If your child is labelled G&T, is that across all areas or is it limited to certain areas? And then, once labelled, do they keep an eye on them and see if they're doing well across the board or something?

morethanpotatoprints Wed 02-Jan-13 23:42:31

I don't think my dd will be giving any of the high IQ dc here a run for their money as she is really not very bright.
However, she has shown an interest and talent for music from a very early age. Actually singing before talking. When we deregistered her from school they told me (merely in passing) that it was a shame they would lose a G&T dc from their register. No issues but had no idea of this fact until now.
One Friday afternoon the dc chose own subject and dd obviously did music and there was nobody else. She told me she was playing games with the music coordinator (y6 teacher) and she told her she was working at level 8. I checked this out against level descriptors and what she had covered and she had been assessed up to level 8 . This sort of level is clsssed exceptional for an 8 year old but useless now she is out of the system. Also hovering around beginner, gr3, 4 and 5 is nothing exceptional compared to the likes of a little girl in a recent comp who aged 5 had a distinction gr 5 piano.
However, when dd sings in public, something happens, audiences love her and she wins the competitions. People keep telling us and her (ahem.....) how good she is, what a talent she has, how her potential is great, how we must be so proud, what are OUR plans for her future, blar blar blar . We have no plans, dd is the one with the plans (world Diva domination) I think. She believes she was born to sing and tells us regularly. Now she could have heard this in a show, documentary or something or could be part of her culture, upbringing etc.

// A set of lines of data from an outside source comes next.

//! Command-line tools for relex: rule-file driven lexing and Graphviz
//! export of the automaton pipeline's stages.

pub mod cli;
pub mod visualize;
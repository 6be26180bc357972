//! Subset (powerset) construction from a merged NFA.

use super::{Dfa, DfaState, DfaStateId};
use crate::intern::KindSet;
use crate::nfa::{Nfa, StateId};
use hashbrown::HashMap;
use smallvec::SmallVec;
use std::collections::{BTreeSet, VecDeque};

type CanonicalMap = HashMap<BTreeSet<StateId>, DfaStateId, ahash::RandomState>;

/// Convert a merged NFA into a DFA.
///
/// Each DFA state's kernel is an ε-closed set of NFA states; a canonical map
/// keyed on the kernel guarantees that equal kernels never yield two states.
/// Accepting kinds are the union of the kernel members' labels, so a lexeme
/// matched by several rules keeps all of them. The resulting transition
/// function is partial; completion happens during minimization.
#[must_use]
pub fn subset_construction(nfa: &Nfa) -> Dfa {
    let alphabet = nfa.alphabet();
    let mut states: Vec<DfaState> = Vec::new();
    let mut canonical = CanonicalMap::default();
    let mut worklist: VecDeque<DfaStateId> = VecDeque::new();

    let start_kernel = epsilon_closure(nfa, [nfa.start()]);
    let start = intern_state(nfa, &mut states, &mut canonical, start_kernel);
    worklist.push_back(start);

    while let Some(current) = worklist.pop_front() {
        // The kernel is cloned so the arena can grow while we expand it.
        let kernel = states[current.index()].kernel.clone();

        for &symbol in &alphabet {
            let moved = move_on(nfa, &kernel, symbol);
            if moved.is_empty() {
                continue;
            }
            let next_kernel = epsilon_closure(nfa, moved);

            let next = match canonical.get(&next_kernel) {
                Some(&existing) => existing,
                None => {
                    let created = intern_state(nfa, &mut states, &mut canonical, next_kernel);
                    worklist.push_back(created);
                    created
                }
            };

            states[current.index()].transitions.insert(symbol, next);
        }
    }

    Dfa {
        states,
        start,
        sink: None,
        alphabet,
    }
}

/// Register a kernel as a new DFA state, deriving its accepted kinds from
/// the labels of its members.
fn intern_state(
    nfa: &Nfa,
    states: &mut Vec<DfaState>,
    canonical: &mut CanonicalMap,
    kernel: BTreeSet<StateId>,
) -> DfaStateId {
    let kinds: KindSet = kernel
        .iter()
        .filter_map(|&id| nfa.state(id).accept())
        .collect();

    let id = DfaStateId::new(states.len());
    canonical.insert(kernel.clone(), id);
    states.push(DfaState::new(kernel, kinds));
    id
}

/// Smallest superset of `seed` closed under ε-edges, via a depth-first
/// frontier walk.
pub(crate) fn epsilon_closure(
    nfa: &Nfa,
    seed: impl IntoIterator<Item = StateId>,
) -> BTreeSet<StateId> {
    let mut closure = BTreeSet::new();
    let mut stack: Vec<StateId> = seed.into_iter().collect();

    while let Some(id) = stack.pop() {
        if !closure.insert(id) {
            continue;
        }
        for &next in nfa.state(id).epsilon() {
            if !closure.contains(&next) {
                stack.push(next);
            }
        }
    }

    closure
}

/// Union of non-ε successors under `symbol` over all states in `from`.
fn move_on(nfa: &Nfa, from: &BTreeSet<StateId>, symbol: char) -> SmallVec<[StateId; 8]> {
    let mut reached = SmallVec::new();
    for &id in from {
        reached.extend_from_slice(nfa.state(id).successors(symbol));
    }
    reached
}

#[cfg(test)]
mod tests {
    use super::*;
    use crate::intern::Interner;
    use crate::nfa::ThompsonBuilder;
    use std::collections::HashSet;

    fn dfa_for(rules: &[(&str, &str)]) -> Dfa {
        let mut interner = Interner::new();
        let mut builder = ThompsonBuilder::new();
        for (name, pattern) in rules {
            builder
                .add_rule(interner.intern(name), pattern)
                .expect("pattern compiles");
        }
        subset_construction(&builder.finish())
    }

    #[test]
    fn test_epsilon_closure_follows_chains() {
        let mut interner = Interner::new();
        let mut builder = ThompsonBuilder::new();
        builder.add_rule(interner.intern("A"), "a*").expect("compiles");
        let nfa = builder.finish();

        // From the merged start, the closure must reach the star's accept
        // state without consuming input.
        let closure = epsilon_closure(&nfa, [nfa.start()]);
        assert!(closure.contains(&nfa.accepts()[0]));
    }

    #[test]
    fn test_kernels_are_canonical() {
        let dfa = dfa_for(&[("A", "ab|ab|.ab|*."), ("B", "ba.")]);
        let mut seen = HashSet::new();
        for (_, state) in dfa.states() {
            assert!(
                seen.insert(state.kernel().clone()),
                "duplicate kernel produced"
            );
        }
    }

    #[test]
    fn test_accepting_iff_kernel_labeled() {
        let mut interner = Interner::new();
        let mut builder = ThompsonBuilder::new();
        builder
            .add_rule(interner.intern("KW"), "if.")
            .expect("compiles");
        let nfa = builder.finish();
        let dfa = subset_construction(&nfa);

        for (_, state) in dfa.states() {
            let labeled: KindSet = state
                .kernel()
                .iter()
                .filter_map(|&id| nfa.state(id).accept())
                .collect();
            assert_eq!(state.is_accepting(), !labeled.is_empty());
            assert_eq!(*state.kinds(), labeled);
        }
    }

    #[test]
    fn test_ambiguous_rules_union_kinds() {
        // "if" matches KW; it also matches two-letter identifiers built from
        // the letters i and f.
        let dfa = dfa_for(&[("KW", "if."), ("ID", "if|if|*.")]);
        let kinds = dfa.accepts("if").expect("accepts the lexeme");
        assert_eq!(kinds.len(), 2);
    }

    #[test]
    fn test_transitions_stay_within_alphabet() {
        let dfa = dfa_for(&[("AB", "ab|")]);
        for (_, state) in dfa.states() {
            for (symbol, _) in state.transitions() {
                assert!(dfa.alphabet().contains(&symbol));
            }
        }
    }

    #[test]
    fn test_no_rules_yields_single_rejecting_state() {
        let dfa = subset_construction(&ThompsonBuilder::new().finish());
        assert_eq!(dfa.len(), 1);
        assert!(!dfa.state(dfa.start()).is_accepting());
        assert!(dfa.alphabet().is_empty());
    }
}
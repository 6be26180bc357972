//! # Error Types
//!
//! Error and diagnostic types for rule compilation and scanning.
//!
//! ## Overview
//!
//! No stage of the pipeline aborts on bad input. Each stage either completes
//! or reports a diagnostic value and continues:
//!
//! - [`CompileError`]: a rule line could not be parsed, or a rule's postfix
//!   pattern could not be compiled. The offending rule is dropped; remaining
//!   rules still contribute to the automaton.
//! - [`PatternError`]: the reason a postfix pattern was rejected by the
//!   Thompson builder.
//! - [`ScanError`]: the scanner found a character that starts no token. The
//!   character is skipped and scanning resumes.
//!
//! When the `diagnostics` feature is enabled, all error types derive
//! [`miette::Diagnostic`] for rich terminal rendering.

use thiserror::Error;

#[cfg(feature = "diagnostics")]
use miette::Diagnostic;

/// A diagnostic produced while turning rules into a lexer.
#[derive(Debug, Clone, Error)]
#[cfg_attr(feature = "diagnostics", derive(Diagnostic))]
pub enum CompileError {
    /// A rule-file line without both a name and a pattern.
    #[error("Invalid rule format at line {line}: {text}")]
    #[cfg_attr(feature = "diagnostics", diagnostic(code(relex::malformed_rule)))]
    MalformedRule {
        /// 1-based line number in the rule file
        line: usize,
        text: String,
    },

    /// A rule whose postfix pattern could not be compiled.
    #[error("rule `{rule}`: {source}")]
    #[cfg_attr(feature = "diagnostics", diagnostic(code(relex::bad_pattern)))]
    Pattern {
        rule: String,
        #[source]
        source: PatternError,
    },
}

/// Why a postfix pattern was rejected.
#[derive(Debug, Clone, Copy, PartialEq, Eq, Error)]
#[cfg_attr(feature = "diagnostics", derive(Diagnostic))]
pub enum PatternError {
    #[error("operator `{operator}` is missing an operand")]
    #[cfg_attr(feature = "diagnostics", diagnostic(code(relex::missing_operand)))]
    MissingOperand { operator: char },

    #[error("escape character at end of pattern")]
    #[cfg_attr(feature = "diagnostics", diagnostic(code(relex::trailing_escape)))]
    TrailingEscape,

    #[error("empty pattern")]
    #[cfg_attr(feature = "diagnostics", diagnostic(code(relex::empty_pattern)))]
    EmptyPattern,

    #[error("{extra} operand(s) left unconsumed at end of pattern")]
    #[cfg_attr(feature = "diagnostics", diagnostic(code(relex::unused_operands)))]
    UnusedOperands { extra: usize },
}

/// A scanning error: the character at `index` starts no token.
///
/// Indices count characters, not bytes. The scanner recovers by skipping the
/// single offending character and resuming.
#[derive(Debug, Clone, Copy, PartialEq, Eq, Error)]
#[cfg_attr(feature = "diagnostics", derive(Diagnostic))]
#[cfg_attr(feature = "diagnostics", diagnostic(code(relex::unexpected_char)))]
#[error("Lexer error at index {index}: unexpected character '{ch}'")]
pub struct ScanError {
    pub index: usize,
    pub ch: char,
}

impl ScanError {
    /// Character position of the error in the scanned input
    #[must_use]
    pub const fn index(&self) -> usize {
        self.index
    }

    /// The offending character
    #[must_use]
    pub const fn ch(&self) -> char {
        self.ch
    }
}

#[cfg(test)]
mod tests {
    use super::*;

    #[test]
    fn test_scan_error_display() {
        let error = ScanError { index: 3, ch: '$' };
        assert_eq!(
            format!("{error}"),
            "Lexer error at index 3: unexpected character '$'"
        );
    }

    #[test]
    fn test_pattern_error_display() {
        let error = PatternError::MissingOperand { operator: '*' };
        assert!(format!("{error}").contains('*'));

        let error = PatternError::TrailingEscape;
        assert!(format!("{error}").contains("escape"));
    }

    #[test]
    fn test_compile_error_carries_rule_name() {
        let error = CompileError::Pattern {
            rule: "NUMBER".to_string(),
            source: PatternError::EmptyPattern,
        };
        let text = format!("{error}");
        assert!(text.contains("NUMBER"));
        assert!(text.contains("empty pattern"));
    }

    #[test]
    fn test_malformed_rule_display() {
        let error = CompileError::MalformedRule {
            line: 7,
            text: "LONELY".to_string(),
        };
        let text = format!("{error}");
        assert!(text.contains("line 7"));
        assert!(text.contains("LONELY"));
    }
}
//! # Lexer Building
//!
//! The front door of the crate: collect rules, compile them through the
//! whole pipeline, tokenize text.
//!
//! ## Overview
//!
//! [`LexerBuilder`] accumulates [`Rule`]s, then [`LexerBuilder::build`]
//! runs, in order:
//!
//! 1. Thompson construction of one NFA fragment per rule,
//! 2. merging of all fragments under a fresh start state,
//! 3. subset construction into a DFA,
//! 4. minimization and completion with a sink state.
//!
//! The result is an immutable [`CompiledLexer`]. Rules that fail to compile
//! are reported as diagnostics on the compiled lexer and simply do not
//! contribute; building never fails as a whole. With no usable rules the
//! lexer rejects every character.
//!
//! ## Usage
//!
//! ```rust
//! use relex::LexerBuilder;
//!
//! let lexer = LexerBuilder::new()
//!     .rule("KEYWORD", "if.")
//!     .rule("IDENTIFIER", "if|if|*.")
//!     .build();
//!
//! let result = lexer.tokenize("if fi");
//! assert!(result.is_clean());
//! assert_eq!(result.tokens[0].text, "if");
//! // "if" is both a keyword and an identifier; the lexer reports both.
//! assert_eq!(lexer.kind_names(&result.tokens[0].kinds), vec!["IDENTIFIER", "KEYWORD"]);
//! assert_eq!(lexer.kind_names(&result.tokens[1].kinds), vec!["IDENTIFIER"]);
//! ```

use crate::dfa::{Dfa, minimize, subset_construction};
use crate::error::CompileError;
use crate::intern::{FrozenInterner, Interner, KindSet};
use crate::nfa::{Nfa, ThompsonBuilder};
use crate::rules::Rule;
use crate::scanner::{ScanResult, Scanner};

/// Accumulates token rules for compilation into a [`CompiledLexer`].
#[derive(Debug, Default)]
pub struct LexerBuilder {
    rules: Vec<Rule>,
}

impl LexerBuilder {
    /// Create a builder with no rules
    #[must_use]
    pub fn new() -> Self {
        Self::default()
    }

    /// Add one rule from a kind name and a postfix pattern.
    ///
    /// The same name may be used by several rules; they become alternatives
    /// for the same kind.
    #[must_use]
    pub fn rule(mut self, name: &str, pattern: &str) -> Self {
        self.rules.push(Rule::new(name, pattern));
        self
    }

    /// Add a batch of rules, typically from [`crate::rules::parse_rules`]
    #[must_use]
    pub fn rules(mut self, rules: impl IntoIterator<Item = Rule>) -> Self {
        self.rules.extend(rules);
        self
    }

    /// Compile every rule into a single minimized, complete automaton.
    ///
    /// Rules whose pattern fails to compile are dropped and reported via
    /// [`CompiledLexer::diagnostics`]; the remaining rules still produce a
    /// working lexer.
    #[must_use]
    pub fn build(self) -> CompiledLexer {
        let mut interner = Interner::new();
        let mut thompson = ThompsonBuilder::new();
        let mut diagnostics = Vec::new();

        for rule in &self.rules {
            let kind = interner.intern(&rule.name);
            if let Err(source) = thompson.add_rule(kind, &rule.pattern) {
                diagnostics.push(CompileError::Pattern {
                    rule: rule.name.to_string(),
                    source,
                });
            }
        }

        let nfa = thompson.finish();
        let dfa = minimize(&subset_construction(&nfa));

        CompiledLexer {
            interner: interner.into_frozen(),
            nfa,
            dfa,
            diagnostics,
        }
    }
}

/// A compiled lexer: the completed automaton plus everything needed to
/// resolve kind names back to strings.
///
/// Immutable once built. A shared reference can back any number of
/// concurrent [`CompiledLexer::tokenize`] calls.
#[derive(Debug)]
pub struct CompiledLexer {
    interner: FrozenInterner,
    nfa: Nfa,
    dfa: Dfa,
    diagnostics: Vec<CompileError>,
}

impl CompiledLexer {
    /// Tokenize input with longest-match scanning
    #[must_use]
    pub fn tokenize(&self, input: &str) -> ScanResult {
        Scanner::new(&self.dfa).scan(input)
    }

    /// Per-rule problems encountered while compiling
    #[must_use]
    pub fn diagnostics(&self) -> &[CompileError] {
        &self.diagnostics
    }

    /// The merged NFA, kept for inspection and visualization
    #[must_use]
    pub const fn nfa(&self) -> &Nfa {
        &self.nfa
    }

    /// The minimized, complete DFA driving the scanner
    #[must_use]
    pub const fn dfa(&self) -> &Dfa {
        &self.dfa
    }

    /// The interner mapping kind ids back to rule names
    #[must_use]
    pub const fn interner(&self) -> &FrozenInterner {
        &self.interner
    }

    /// Resolve a kind set to rule names, sorted alphabetically
    #[must_use]
    pub fn kind_names(&self, kinds: &KindSet) -> Vec<&str> {
        let mut names: Vec<&str> = kinds.iter().map(|k| self.interner.resolve(k)).collect();
        names.sort_unstable();
        names
    }
}

#[cfg(test)]
mod tests {
    use super::*;

    #[test]
    fn test_build_reports_bad_rules_and_keeps_good_ones() {
        let lexer = LexerBuilder::new()
            .rule("BROKEN", "*")
            .rule("A", "a")
            .build();

        assert_eq!(lexer.diagnostics().len(), 1);
        let result = lexer.tokenize("a");
        assert!(result.is_clean());
        assert_eq!(result.tokens.len(), 1);
    }

    #[test]
    fn test_no_rules_rejects_everything() {
        let lexer = LexerBuilder::new().build();
        let result = lexer.tokenize("xy");
        assert!(result.tokens.is_empty());
        assert_eq!(result.errors.len(), 2);
    }

    #[test]
    fn test_duplicate_rule_names_are_alternatives() {
        let lexer = LexerBuilder::new()
            .rule("KW", "if.")
            .rule("KW", "fi.")
            .build();

        let result = lexer.tokenize("if fi");
        assert!(result.is_clean());
        assert_eq!(result.tokens.len(), 2);
        for token in &result.tokens {
            assert_eq!(lexer.kind_names(&token.kinds), vec!["KW"]);
        }
    }

    #[test]
    fn test_kind_names_sorted() {
        let lexer = LexerBuilder::new()
            .rule("ZULU", "a")
            .rule("ALPHA", "a")
            .build();

        let result = lexer.tokenize("a");
        assert_eq!(
            lexer.kind_names(&result.tokens[0].kinds),
            vec!["ALPHA", "ZULU"]
        );
    }
}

What is the use of a name on a register? What do grades and levels actually measure? Oh, and it must be good for you who have really clever, intelligent kids, too. I'm sure it shares a lot of challenges.

ibizagirl Fri 14-Dec-12 13:33:02

Exactly Wallison. I think it is so unfair on more able children. Dd was left to her own devices at primary school and was getting bored. So she was told to help others when she had finished her work. She even taught one girl to read! There were groups for the less able too but nothing for dd. I was always asking for more challenging work for dd and i was told to look on the internet. Very helpful i'm sure. When i asked about it when dd started high school, the form tutor said that g&t didn't exist any more.

Wallison Fri 14-Dec-12 13:19:15

That's been my experience too so far, ibizagirl. They just say 'He's gifted and talented' but that's pretty much it.

If I think about it, it does make me cross because they have brilliant schemes for helping kids that are less able, but kids that find the work too easy are just left to get bored.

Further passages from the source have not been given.